Building on this understanding of necessary benchmarks, while the performance characteristics of FDA-authorized CSF tests for classifying amyloid PET status are publicly documented, currently, there is no FDA authorization for blood-based biomarker tests for AD, which leaves us with the lack of regulatory benchmarks on the agency’s expectations for sensitivity and specificity thresholds. Moreover, the dynamic nature of machine learning models means that they continuously evolve as new data becomes available. This may necessitate the adoption of Pre-determined Change Control Plans (PCCP) to secure approval from regulatory agencies, along with the necessary clearances for the test.
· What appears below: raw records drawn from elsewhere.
use web_time::Instant;

use eframe::egui;

use super::layout::{self, TextLayout, TextMeasure};
use super::transition::{ActiveTransition, Phase, LIFT_DISTANCE};

/// What to paint for the current fact on one frame.
#[derive(Debug, Clone, PartialEq)]
pub struct TextFrame<'a> {
    pub lines: &'a [String],
    pub font_size: f32,
    pub line_height: f32,
    pub alpha: f32,
    /// Upward displacement from the resting position, in points.
    pub lift: f32,
}

/// Holds the fact on screen and its transition. A new transition replaces the
/// old one outright, so at most one is ever in flight.
#[derive(Default)]
pub struct Stage {
    transition: Option<ActiveTransition>,
}

impl Stage {
    pub fn new() -> Self {
        Self::default()
    }

    pub fn begin_transition(&mut self, text: String, layout: TextLayout, now: Instant) {
        self.transition = Some(ActiveTransition::new(text, layout, now));
    }

    /// Lay out `text` for `viewport` and start animating it in.
    pub fn show(
        &mut self,
        text: &str,
        viewport: egui::Vec2,
        measure: &dyn TextMeasure,
        now: Instant,
    ) {
        let layout = layout::compute_layout(text, viewport.x, viewport.y, measure);
        self.begin_transition(text.to_string(), layout, now);
    }

    /// Re-wrap the current text when the viewport changed size. The animation
    /// clock keeps running.
    pub fn fit_to(&mut self, viewport: egui::Vec2, measure: &dyn TextMeasure) {
        if let Some(t) = &mut self.transition {
            if t.layout.viewport != viewport {
                t.layout = layout::compute_layout(&t.text, viewport.x, viewport.y, measure);
            }
        }
    }

    pub fn phase(&self, now: Instant) -> Phase {
        match &self.transition {
            Some(t) if !t.is_complete(now) => Phase::Animating,
            _ => Phase::Idle,
        }
    }

    #[cfg(test)]
    pub fn started_at(&self) -> Option<Instant> {
        self.transition.as_ref().map(|t| t.start)
    }

    #[cfg(test)]
    pub fn text(&self) -> Option<&str> {
        self.transition.as_ref().map(|t| t.text.as_str())
    }

    /// `None` until something has been shown.
    pub fn frame(&self, now: Instant) -> Option<TextFrame<'_>> {
        let t = self.transition.as_ref()?;
        let ease = match self.phase(now) {
            Phase::Animating => t.progress(now),
            Phase::Idle => 1.0,
        };
        Some(TextFrame {
            lines: &t.layout.lines,
            font_size: t.layout.font_size,
            line_height: t.layout.line_height,
            alpha: ease,
            lift: (1.0 - ease) * LIFT_DISTANCE,
        })
    }
}

#[cfg(test)]
mod tests {
    use super::*;
    use crate::render::transition::TRANSITION_DURATION;
    use std::time::Duration;

    struct FixedWidth;

    impl TextMeasure for FixedWidth {
        fn width(&self, text: &str, font_size: f32) -> f32 {
            text.chars().count() as f32 * font_size * 0.6
        }
    }

    fn viewport() -> egui::Vec2 {
        egui::vec2(400.0, 800.0)
    }

    #[test]
    fn test_empty_stage_draws_nothing() {
        let stage = Stage::new();
        let now = Instant::now();
        assert!(stage.frame(now).is_none());
        assert_eq!(stage.phase(now), Phase::Idle);
    }

    #[test]
    fn test_animates_then_rests_fully_opaque() {
        let mut stage = Stage::new();
        let start = Instant::now();
        stage.show("Sharks predate trees.", viewport(), &FixedWidth, start);

        let first = stage.frame(start).unwrap();
        assert_eq!(first.alpha, 0.0);
        assert_eq!(first.lift, LIFT_DISTANCE);
        assert_eq!(stage.phase(start), Phase::Animating);

        let mid = stage.frame(start + TRANSITION_DURATION / 2).unwrap();
        assert!(mid.alpha > 0.0 && mid.alpha < 1.0);
        assert!(mid.lift > 0.0 && mid.lift < LIFT_DISTANCE);

        let done = start + TRANSITION_DURATION + Duration::from_millis(1);
        let rest = stage.frame(done).unwrap();
        assert_eq!(rest.alpha, 1.0);
        assert_eq!(rest.lift, 0.0);
        assert_eq!(stage.phase(done), Phase::Idle);
    }

    #[test]
    fn test_second_transition_supersedes_first() {
        let mut stage = Stage::new();
        let first = Instant::now();
        stage.show("first", viewport(), &FixedWidth, first);

        let second = first + Duration::from_millis(300);
        stage.show("second", viewport(), &FixedWidth, second);

        assert_eq!(stage.started_at(), Some(second));
        assert_eq!(stage.text(), Some("second"));

        // 450ms after the first start the first animation would be finished,
        // but only 150ms of the second have elapsed.
        let at = first + TRANSITION_DURATION;
        let frame = stage.frame(at).unwrap();
        assert_eq!(frame.lines, ["second".to_string()]);
        assert!(frame.alpha < 1.0);
        assert_eq!(stage.phase(at), Phase::Animating);
    }

    #[test]
    fn test_resize_relayouts_without_restarting() {
        let mut stage = Stage::new();
        let start = Instant::now();
        stage.show("A fact that needs wrapping", viewport(), &FixedWidth, start);
        let before = stage.frame(start).unwrap().font_size;

        stage.fit_to(egui::vec2(1200.0, 1000.0), &FixedWidth);
        let after = stage.frame(start).unwrap().font_size;
        assert!(after > before);
        assert_eq!(stage.started_at(), Some(start));
    }
}
use anyhow::Result;
use serde::{Deserialize, Serialize};
use std::path::{Path, PathBuf};

const FILENAME: &str = "config.yaml";
const APP_DIR: &str = "factdeck";

pub const DEFAULT_FACTS: &str = "public/facts.txt";
pub const DEFAULT_PUBLIC_DIR: &str = "public";
pub const DEFAULT_PORT: u16 = 3000;

const TOKEN_VARS: &[&str] = &["TELEGRAM_BOT_TOKEN", "BOT_TOKEN"];
const WEB_APP_URL_VARS: &[&str] = &["WEB_APP_URL", "GAME_URL"];
const SETUP_SECRET_VAR: &str = "SETUP_SECRET";
const PORT_VAR: &str = "PORT";

#[derive(Debug, Clone, Default, Serialize, Deserialize)]
pub struct Config {
    #[serde(default, skip_serializing_if = "Option::is_none")]
    pub defaults: Option<DefaultsConfig>,

    #[serde(default, skip_serializing_if = "Option::is_none")]
    pub server: Option<ServerConfig>,

    #[serde(default, skip_serializing_if = "Option::is_none")]
    pub bot: Option<BotConfig>,
}

#[derive(Debug, Clone, Default, Serialize, Deserialize)]
pub struct DefaultsConfig {
    /// Fact file path or URL.
    #[serde(default, skip_serializing_if = "Option::is_none")]
    pub facts: Option<String>,

    #[serde(default, skip_serializing_if = "Option::is_none")]
    pub theme: Option<String>,

    #[serde(default, skip_serializing_if = "Option::is_none")]
    pub avoid_boundary_repeat: Option<bool>,
}

#[derive(Debug, Clone, Default, Serialize, Deserialize)]
pub struct ServerConfig {
    #[serde(default, skip_serializing_if = "Option::is_none")]
    pub port: Option<u16>,

    #[serde(default, skip_serializing_if = "Option::is_none")]
    pub public_dir: Option<PathBuf>,

    #[serde(default, skip_serializing_if = "Option::is_none")]
    pub web_app_url: Option<String>,
}

#[derive(Debug, Clone, Default, Serialize, Deserialize)]
pub struct BotConfig {
    /// Bot API token. If not set, falls back to TELEGRAM_BOT_TOKEN (or BOT_TOKEN).
    #[serde(default, skip_serializing_if = "Option::is_none")]
    pub token: Option<String>,

    /// Shared secret for the one-time webhook registration endpoint.
    #[serde(default, skip_serializing_if = "Option::is_none")]
    pub setup_secret: Option<String>,
}

/// Flags given to `factdeck serve`; they win over everything else.
#[derive(Debug, Clone, Default)]
pub struct ServeOverrides {
    pub port: Option<u16>,
    pub public_dir: Option<PathBuf>,
}

/// Fully resolved settings for the HTTP service.
#[derive(Debug, Clone)]
pub struct ServerSettings {
    pub port: u16,
    pub public_dir: PathBuf,
    /// Always ends with `/`.
    pub web_app_url: String,
    pub bot_token: String,
    pub setup_secret: Option<String>,
}

/// Viewer settings after applying CLI flags over the config file.
#[derive(Debug, Clone)]
pub struct ViewerSettings {
    pub facts: String,
    pub theme: String,
    pub avoid_boundary_repeat: bool,
}

fn non_empty(value: Option<String>) -> Option<String> {
    value.filter(|v| !v.trim().is_empty())
}

fn first_env(names: &[&str], env: &impl Fn(&str) -> Option<String>) -> Option<String> {
    names.iter().find_map(|name| non_empty(env(name)))
}

/// Ensure exactly one trailing slash, as the bot's web app button expects a directory URL.
pub fn normalize_web_app_url(url: &str) -> String {
    format!("{}/", url.trim().trim_end_matches('/'))
}

impl Config {
    pub fn path() -> Result<PathBuf> {
        dirs::config_dir()
            .map(|d| d.join(APP_DIR).join(FILENAME))
            .ok_or_else(|| anyhow::anyhow!("Could not determine config directory"))
    }

    pub fn load() -> Result<Self> {
        let path = Self::path()?;
        Self::load_from(&path)
    }

    pub fn load_from(path: &Path) -> Result<Self> {
        let contents = std::fs::read_to_string(path).map_err(|e| {
            if e.kind() == std::io::ErrorKind::NotFound {
                anyhow::anyhow!("No config found. Run `factdeck config show` to see defaults.")
            } else {
                anyhow::anyhow!("Failed to read config: {e}")
            }
        })?;
        let config: Config = serde_yaml::from_str(&contents)?;
        Ok(config)
    }

    pub fn load_or_default() -> Self {
        match Self::load() {
            Ok(config) => config,
            Err(e) => {
                tracing::debug!("using default config: {e}");
                Self::default()
            }
        }
    }

    pub fn save(&self) -> Result<PathBuf> {
        let path = Self::path()?;
        self.save_to(&path)?;
        Ok(path)
    }

    pub fn save_to(&self, path: &Path) -> Result<()> {
        if let Some(parent) = path.parent() {
            std::fs::create_dir_all(parent)?;
        }
        let yaml = serde_yaml::to_string(self)?;
        let contents = format!("# factdeck configuration\n{yaml}");
        std::fs::write(path, contents)?;
        Ok(())
    }

    pub fn set(&mut self, key: &str, value: &str) -> Result<()> {
        match key {
            "defaults.facts" => {
                if value.trim().is_empty() {
                    anyhow::bail!("Invalid facts source: must be a path or URL.");
                }
                self.defaults
                    .get_or_insert_with(DefaultsConfig::default)
                    .facts = Some(value.to_string());
            }
            "defaults.theme" => {
                match value {
                    "light" | "dark" => {}
                    _ => anyhow::bail!("Invalid theme: {value}. Must be 'light' or 'dark'."),
                }
                self.defaults
                    .get_or_insert_with(DefaultsConfig::default)
                    .theme = Some(value.to_string());
            }
            "defaults.avoid_boundary_repeat" => {
                let enabled = match value {
                    "true" => true,
                    "false" => false,
                    _ => anyhow::bail!(
                        "Invalid avoid_boundary_repeat: {value}. Must be 'true' or 'false'."
                    ),
                };
                self.defaults
                    .get_or_insert_with(DefaultsConfig::default)
                    .avoid_boundary_repeat = Some(enabled);
            }
            "server.port" => {
                let port = value
                    .parse::<u16>()
                    .ok()
                    .filter(|p| *p != 0)
                    .ok_or_else(|| anyhow::anyhow!("Invalid port: {value}. Must be 1-65535."))?;
                self.server.get_or_insert_with(ServerConfig::default).port = Some(port);
            }
            "server.public_dir" => {
                self.server
                    .get_or_insert_with(ServerConfig::default)
                    .public_dir = Some(PathBuf::from(value));
            }
            "server.web_app_url" => {
                if !value.starts_with("https://") && !value.starts_with("http://") {
                    anyhow::bail!("Invalid web_app_url: {value}. Must start with http:// or https://.");
                }
                self.server
                    .get_or_insert_with(ServerConfig::default)
                    .web_app_url = Some(normalize_web_app_url(value));
            }
            "bot.token" => {
                self.bot.get_or_insert_with(BotConfig::default).token = Some(value.to_string());
            }
            "bot.setup_secret" => {
                self.bot.get_or_insert_with(BotConfig::default).setup_secret =
                    Some(value.to_string());
            }
            _ => anyhow::bail!(
                "Unknown config key: {key}. Valid keys: defaults.facts, defaults.theme, \
                 defaults.avoid_boundary_repeat, server.port, server.public_dir, \
                 server.web_app_url, bot.token, bot.setup_secret"
            ),
        }
        Ok(())
    }

    /// CLI values override the config file; built-in defaults fill the rest.
    pub fn resolve_viewer(&self, facts: Option<String>, theme: Option<String>) -> ViewerSettings {
        let defaults = self.defaults.clone().unwrap_or_default();
        ViewerSettings {
            facts: facts
                .or(defaults.facts)
                .unwrap_or_else(|| DEFAULT_FACTS.to_string()),
            theme: theme
                .or(defaults.theme)
                .unwrap_or_else(|| "dark".to_string()),
            avoid_boundary_repeat: defaults.avoid_boundary_repeat.unwrap_or(false),
        }
    }

    /// Resolve server settings: CLI flags, then environment, then config file, then defaults.
    pub fn resolve_server(
        &self,
        overrides: &ServeOverrides,
        env: impl Fn(&str) -> Option<String>,
    ) -> Result<ServerSettings> {
        let server = self.server.clone().unwrap_or_default();
        let bot = self.bot.clone().unwrap_or_default();

        let port = match overrides.port {
            Some(port) => port,
            None => match non_empty(env(PORT_VAR)) {
                Some(raw) => raw
                    .trim()
                    .parse::<u16>()
                    .map_err(|_| anyhow::anyhow!("Invalid {PORT_VAR}: {raw}"))?,
                None => server.port.unwrap_or(DEFAULT_PORT),
            },
        };

        let bot_token = first_env(TOKEN_VARS, &env)
            .or(non_empty(bot.token))
            .ok_or_else(|| {
                anyhow::anyhow!(
                    "No bot token found. Set TELEGRAM_BOT_TOKEN or run \
                     `factdeck config set bot.token <token>`."
                )
            })?;

        let web_app_url = first_env(WEB_APP_URL_VARS, &env)
            .or(non_empty(server.web_app_url))
            .map(|url| normalize_web_app_url(&url))
            .unwrap_or_else(|| format!("http://localhost:{port}/"));

        Ok(ServerSettings {
            port,
            public_dir: overrides
                .public_dir
                .clone()
                .or(server.public_dir)
                .unwrap_or_else(|| PathBuf::from(DEFAULT_PUBLIC_DIR)),
            web_app_url,
            bot_token,
            setup_secret: non_empty(env(SETUP_SECRET_VAR)).or(non_empty(bot.setup_secret)),
        })
    }
}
Importantly, to ensure the reliability and applicability of blood-based biomarker tests for AD, it is essential that their validation be conducted with clinical samples that accurately represent the intended use population. Often, samples collected at later stages of the disease or from secondary care settings do not adequately represent the broader population of individuals with early symptoms of the disease who might be tested in a primary care context. This discrepancy can lead to biased data that does not truly reflect the actual performance of the test. Biomarker levels can vary significantly based on the stage of the disease and the health status of the individual, which means that tests validated using samples from later stages or specialized care settings may not perform with the same accuracy when used earlier in the disease. Therefore, a rigorous validation process using appropriately diverse and representative clinical samples is critical to ensure that these tests provide accurate and unbiased results for intended users.
Conclusion
In conclusion, blood-based assays for early AD detection have the potential to transform the diagnosis and management of this devastating neurodegenerative disease, much like how liquid biopsies have been revolutionizing oncology. However, several key challenges must be addressed to ensure the reliability and clinical utility of these tests. By carefully considering biomarker selection, biomarker strategy viability, and performance characteristics, and by engaging in collaborative efforts with stakeholders and regulatory bodies, assay developers can work towards developing robust blood-based tests that can improve the lives of countless individuals affected by AD.